A neighbour list is a data structure storing for each point A, which points are within a certain distance or radius of that point. These points are considered the 'neighbours' of A.

In this case the ith element of the neighbour list is a list containing the indexes of the points that are considered neighbours of point i.

In [5]:
def neighbour_list(points, maximum_distance):
    n_list = [[] for point in points]
    
#   Simple but slow neighbour list
#     for i in range(points.shape[0]):
#         for j in range(i+1,points.shape[0]):
#             if find_point_distance(points[i],points[j])<maximum_distance:
#                 n_list[i].append(j)
#                 n_list[j].append(i)

#   Faster neighbour list by presorting into 3D array
    directions=[(i, j, k) for i in [-1, 0, 1] for j in [-1, 0, 1] for k in [-1, 0, 1]]
    step_size = math.ceil(maximum_distance)
    minX, maxX = min(points[:,0]), max(points[:,0])
    minY, maxY = min(points[:,1]), max(points[:,1])
    minZ, maxZ = min(points[:,2]), max(points[:,2])
    numX = math.ceil((maxX-minX)*1.0/step_size)
    numY = math.ceil((maxY-minY)*1.0/step_size)
    numZ = math.ceil((maxZ-minZ)*1.0/step_size)
    
    cell_breakdown = [[[[] for z in range(numZ)] for y in range(numY)] for x in range(numX)]
    for i in range(len(points)):
        x = math.floor((points[i][0]-minX)/step_size)
        y = math.floor((points[i][1]-minY)/step_size)
        z = math.floor((points[i][2]-minZ)/step_size)
        for direction in directions:
            if x+direction[0]>=0 and x+direction[0]<numX and y+direction[1]>=0 and y+direction[1]<numY and z+direction[2]>=0 and z+direction[2]<numZ:
                for j in cell_breakdown[x+direction[0]][y+direction[1]][z+direction[2]]:
                    if find_point_distance(points[i],points[j])<maximum_distance:
                        n_list[i].append(j)
                        n_list[j].append(i)
        cell_breakdown[x][y][z].append(i)
        
    return n_list

# Determining Maximum Bond Length

Bulk gold or gold foil has a well-studied average bond length of 2.88Å [[4]]. However most metallic crystals have minor imperfections such as vacancies (missing atoms) or dislocations. Gold nanoparticles also have varying bond length, decreasing by up to 0.15Å for a nanoparticle with a radius of 4Å [[4]]. 

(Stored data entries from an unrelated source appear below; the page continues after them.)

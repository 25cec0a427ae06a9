//! Framework-owned match state: players, turns, settings.
//!
//! ## Meta
//!
//! `Meta` is the per-match bookkeeping the engine owns outright: the ordered
//! player list, whose turn it is, readiness, scores, and resolved settings.
//! Game code never mutates it directly - it requests turn changes through the
//! side-effect accumulator and the turn controller applies them here.
//!
//! Player order is insertion order and is significant: bot stepping and
//! exclusive setting assignment both walk it front to back.

use serde::{Deserialize, Serialize};
use std::collections::BTreeMap;

use super::user::UserId;

/// Millisecond timestamps and durations, host epoch.
pub type Ms = u64;

/// Lifecycle of a match.
#[derive(Clone, Copy, Debug, PartialEq, Eq, Serialize, Deserialize)]
pub enum MatchStatus {
    /// Moves are being accepted.
    Running,
    /// `end_match` was requested (or the match was aborted); no further
    /// moves apply.
    Ended,
}

/// Per-player framework state.
#[derive(Clone, Debug, PartialEq, Serialize, Deserialize)]
pub struct PlayerMeta {
    /// Host-assigned user id.
    pub id: UserId,

    /// Bots act through the harness and are exempt from turn expirations.
    pub is_bot: bool,

    /// Whether it is currently this player's turn.
    pub its_your_turn: bool,

    /// Whether the player has signalled readiness.
    pub ready: bool,

    /// Final or running score, game-assigned.
    pub score: Option<i64>,

    /// Final rank, game-assigned (1 = first place).
    pub rank: Option<u32>,

    /// When the player joined the match.
    pub joined_at: Ms,

    /// When the current turn began, if one is active.
    pub turn_began_at: Option<Ms>,

    /// When the current turn expires, if a deadline was set.
    pub turn_expires_at: Option<Ms>,

    /// Resolved per-player settings (value by setting key).
    pub settings: BTreeMap<String, String>,
}

impl PlayerMeta {
    /// Create a new player entry with turn state cleared.
    #[must_use]
    pub fn new(id: UserId, is_bot: bool, joined_at: Ms) -> Self {
        Self {
            id,
            is_bot,
            its_your_turn: false,
            ready: true,
            score: None,
            rank: None,
            joined_at,
            turn_began_at: None,
            turn_expires_at: None,
            settings: BTreeMap::new(),
        }
    }
}

/// Framework-owned match metadata.
#[derive(Clone, Debug, PartialEq, Serialize, Deserialize)]
pub struct Meta {
    players: Vec<PlayerMeta>,

    /// Resolved match-level settings (value by setting key).
    pub settings: BTreeMap<String, String>,

    /// BCP 47 locale tag for the match.
    pub locale: String,
}

impl Meta {
    /// Create an empty meta with the given locale.
    #[must_use]
    pub fn new(locale: impl Into<String>) -> Self {
        Self {
            players: Vec::new(),
            settings: BTreeMap::new(),
            locale: locale.into(),
        }
    }

    /// Register a player. Order of registration is preserved.
    pub fn add_player(&mut self, id: UserId, is_bot: bool, joined_at: Ms) {
        self.players.push(PlayerMeta::new(id, is_bot, joined_at));
    }

    /// All players in registration order.
    #[must_use]
    pub fn players(&self) -> &[PlayerMeta] {
        &self.players
    }

    /// Number of registered players.
    #[must_use]
    pub fn player_count(&self) -> usize {
        self.players.len()
    }

    /// Look up a player.
    #[must_use]
    pub fn player(&self, id: &UserId) -> Option<&PlayerMeta> {
        self.players.iter().find(|p| &p.id == id)
    }

    /// Look up a player mutably.
    pub fn player_mut(&mut self, id: &UserId) -> Option<&mut PlayerMeta> {
        self.players.iter_mut().find(|p| &p.id == id)
    }

    /// Whether a user is registered.
    #[must_use]
    pub fn contains(&self, id: &UserId) -> bool {
        self.player(id).is_some()
    }

    /// User ids in registration order.
    #[must_use]
    pub fn user_ids(&self) -> Vec<UserId> {
        self.players.iter().map(|p| p.id.clone()).collect()
    }

    /// Users whose turn it currently is, in registration order.
    #[must_use]
    pub fn users_with_turn(&self) -> Vec<UserId> {
        self.players
            .iter()
            .filter(|p| p.its_your_turn)
            .map(|p| p.id.clone())
            .collect()
    }

    /// Low-level turn flag primitive.
    ///
    /// Sets `its_your_turn` true for every id in `begin` (stamping
    /// `turn_began_at`) and false for every id in `end` (clearing both turn
    /// timestamps). Calling with both arguments `None` changes nothing - an
    /// explicit no-op, not an error. Unregistered ids are ignored.
    ///
    /// This only flips flags; expiration scheduling and cancellation live in
    /// the turn controller.
    pub fn its_your_turn(&mut self, now: Ms, begin: Option<&[UserId]>, end: Option<&[UserId]>) {
        if begin.is_none() && end.is_none() {
            return;
        }

        if let Some(ids) = end {
            for id in ids {
                if let Some(player) = self.player_mut(id) {
                    player.its_your_turn = false;
                    player.turn_began_at = None;
                    player.turn_expires_at = None;
                }
            }
        }

        if let Some(ids) = begin {
            for id in ids {
                if let Some(player) = self.player_mut(id) {
                    player.its_your_turn = true;
                    player.turn_began_at = Some(now);
                    // A new turn starts with no deadline until the turn
                    // controller sets one.
                    player.turn_expires_at = None;
                }
            }
        }
    }
}

#[cfg(test)]
mod tests {
    use super::*;

    fn meta_with(ids: &[&str]) -> Meta {
        let mut meta = Meta::new("en");
        for id in ids {
            meta.add_player(UserId::new(*id), false, 0);
        }
        meta
    }

    #[test]
    fn test_registration_order() {
        let meta = meta_with(&["carol", "alice", "bob"]);

        let ids = meta.user_ids();
        assert_eq!(ids[0].as_str(), "carol");
        assert_eq!(ids[1].as_str(), "alice");
        assert_eq!(ids[2].as_str(), "bob");
    }

    #[test]
    fn test_lookup() {
        let meta = meta_with(&["alice", "bob"]);

        assert!(meta.contains(&UserId::new("alice")));
        assert!(!meta.contains(&UserId::new("mallory")));
        assert_eq!(meta.player(&UserId::new("bob")).unwrap().id.as_str(), "bob");
    }

    #[test]
    fn test_its_your_turn_begin_and_end() {
        let mut meta = meta_with(&["alice", "bob"]);
        let alice = UserId::new("alice");
        let bob = UserId::new("bob");

        meta.its_your_turn(1000, Some(&[alice.clone()]), None);
        assert!(meta.player(&alice).unwrap().its_your_turn);
        assert_eq!(meta.player(&alice).unwrap().turn_began_at, Some(1000));
        assert!(!meta.player(&bob).unwrap().its_your_turn);

        meta.its_your_turn(2000, Some(&[bob.clone()]), Some(&[alice.clone()]));
        assert!(!meta.player(&alice).unwrap().its_your_turn);
        assert_eq!(meta.player(&alice).unwrap().turn_began_at, None);
        assert!(meta.player(&bob).unwrap().its_your_turn);
    }

    #[test]
    fn test_its_your_turn_no_args_is_noop() {
        let mut meta = meta_with(&["alice"]);
        let alice = UserId::new("alice");
        meta.its_your_turn(1000, Some(&[alice.clone()]), None);

        meta.its_your_turn(5000, None, None);

        let player = meta.player(&alice).unwrap();
        assert!(player.its_your_turn);
        assert_eq!(player.turn_began_at, Some(1000));
    }

    #[test]
    fn test_its_your_turn_unknown_user_ignored() {
        let mut meta = meta_with(&["alice"]);

        meta.its_your_turn(1000, Some(&[UserId::new("mallory")]), None);

        assert!(meta.users_with_turn().is_empty());
    }

    #[test]
    fn test_end_clears_expiration() {
        let mut meta = meta_with(&["alice"]);
        let alice = UserId::new("alice");

        meta.its_your_turn(1000, Some(&[alice.clone()]), None);
        meta.player_mut(&alice).unwrap().turn_expires_at = Some(61_000);

        meta.its_your_turn(2000, None, Some(&[alice.clone()]));
        assert_eq!(meta.player(&alice).unwrap().turn_expires_at, None);
    }

    #[test]
    fn test_meta_serde() {
        let mut meta = meta_with(&["alice", "bot-1"]);
        meta.settings.insert("target".to_string(), "20".to_string());

        let json = serde_json::to_string(&meta).unwrap();
        let back: Meta = serde_json::from_str(&json).unwrap();

        assert_eq!(meta, back);
    }
}
impl<'g, G: Game> Engine<'g, G> {
    /// Create an engine over a game and its normalized configuration.
    #[must_use]
    pub fn new(game: &'g G, norm: &'g NormalizedGame) -> Self {
        Self { game, norm }
    }

    /// Execute a player move.
    ///
    /// Phases: `can_do` (reject with [`EngineError::IllegalMove`]), then
    /// `execute_now` on board + playerboards, then - unless cancelled or in
    /// [`ExecMode::NowOnly`] - `execute` with full state and side effects.
    #[allow(clippy::too_many_arguments)]
    pub fn execute_player_move(
        &self,
        user_id: &UserId,
        mv: &G::PlayerMove,
        boards: &Boards<G>,
        meta: &Meta,
        now: Ms,
        random: &mut dyn RandomSource,
        options: &ExecuteOptions,
    ) -> Result<MoveOutput<G>, EngineError> {
        if !meta.contains(user_id) {
            return Err(EngineError::UnknownPlayer(user_id.clone()));
        }

        let can_ctx = CanDoContext {
            user_id,
            board: &boards.board,
            playerboard: boards.playerboards.get(user_id),
            now,
        };
        if !self.game.can_do(mv, &can_ctx) {
            return Err(EngineError::IllegalMove {
                user_id: user_id.clone(),
            });
        }

        let users = meta.user_ids();
        let mut draft = boards.clone();
        let mut effects = Effects::default();
        let mut patches = Vec::new();

        let verdict = {
            let mut ctx = NowContext::<G> {
                board: &mut draft.board,
                playerboards: &mut draft.playerboards,
                user_id,
                now,
            };
            self.game.execute_now(mv, &mut ctx)?
        };
        diff_board_phase::<G>(&boards.board, &draft.board, &mut patches)?;
        diff_playerboards::<G>(&boards.playerboards, &draft.playerboards, &mut patches)?;

        if verdict == NowVerdict::Proceed && options.mode == ExecMode::Full {
            let snapshot = draft.clone();
            {
                let mut ctx = MoveContext::<G> {
                    board: &mut draft.board,
                    playerboards: &mut draft.playerboards,
                    secretboard: &mut draft.secretboard,
                    user_id: Some(user_id),
                    now,
                    is_expiration: options.is_expiration,
                    users: &users,
                    random,
                    effects: &mut effects,
                    norm: self.norm,
                };
                self.game.execute(mv, &mut ctx)?;
            }
            diff_board_phase::<G>(&snapshot.board, &draft.board, &mut patches)?;
            diff_playerboards::<G>(&snapshot.playerboards, &draft.playerboards, &mut patches)?;
            diff_secretboard::<G>(&snapshot.secretboard, &draft.secretboard, &mut patches)?;
        }

        // A fired expiration that did not re-begin the turn ends it, so an
        // automatic default move can never leave its turn dangling.
        if options.is_expiration && !effects.begin_turn.contains_key(user_id) {
            effects.end_turn.insert(user_id.clone());
        }

        log::debug!(
            "player move {:?} by {}: {} patches, {} stats, ended={}",
            mv,
            user_id,
            patches.len(),
            effects.stats.len(),
            effects.match_has_ended
        );

        Ok(MoveOutput::assemble(draft, patches, effects))
    }

    /// Execute a board move: the `execute` phase only, with no acting user.
    pub fn execute_board_move(
        &self,
        mv: &G::BoardMove,
        boards: &Boards<G>,
        meta: &Meta,
        now: Ms,
        random: &mut dyn RandomSource,
    ) -> Result<MoveOutput<G>, EngineError> {
        let users = meta.user_ids();
        let mut draft = boards.clone();
        let mut effects = Effects::default();
        let mut patches = Vec::new();

        {
            let mut ctx = MoveContext::<G> {
                board: &mut draft.board,
                playerboards: &mut draft.playerboards,
                secretboard: &mut draft.secretboard,
                user_id: None,
                now,
                is_expiration: false,
                users: &users,
                random,
                effects: &mut effects,
                norm: self.norm,
            };
            self.game.execute_board(mv, &mut ctx)?;
        }
        diff_board_phase::<G>(&boards.board, &draft.board, &mut patches)?;
        diff_playerboards::<G>(&boards.playerboards, &draft.playerboards, &mut patches)?;
        diff_secretboard::<G>(&boards.secretboard, &draft.secretboard, &mut patches)?;

        log::debug!(
            "board move {:?}: {} patches, ended={}",
            mv,
            patches.len(),
            effects.match_has_ended
        );

        Ok(MoveOutput::assemble(draft, patches, effects))
    }
}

Hence a maximum bond length must be determined that allows for these fluctations without detecting bonds with the next layer of gold atoms.

Gold has a structure that exhibit's a maximum of 12 bonds per particle as described below, hence the bond length is determined by searching for the maximum bond length that produces a maximum coordination number of 12. Due to the varying bond length, the bond length used for each nanoparticle is determined seperately.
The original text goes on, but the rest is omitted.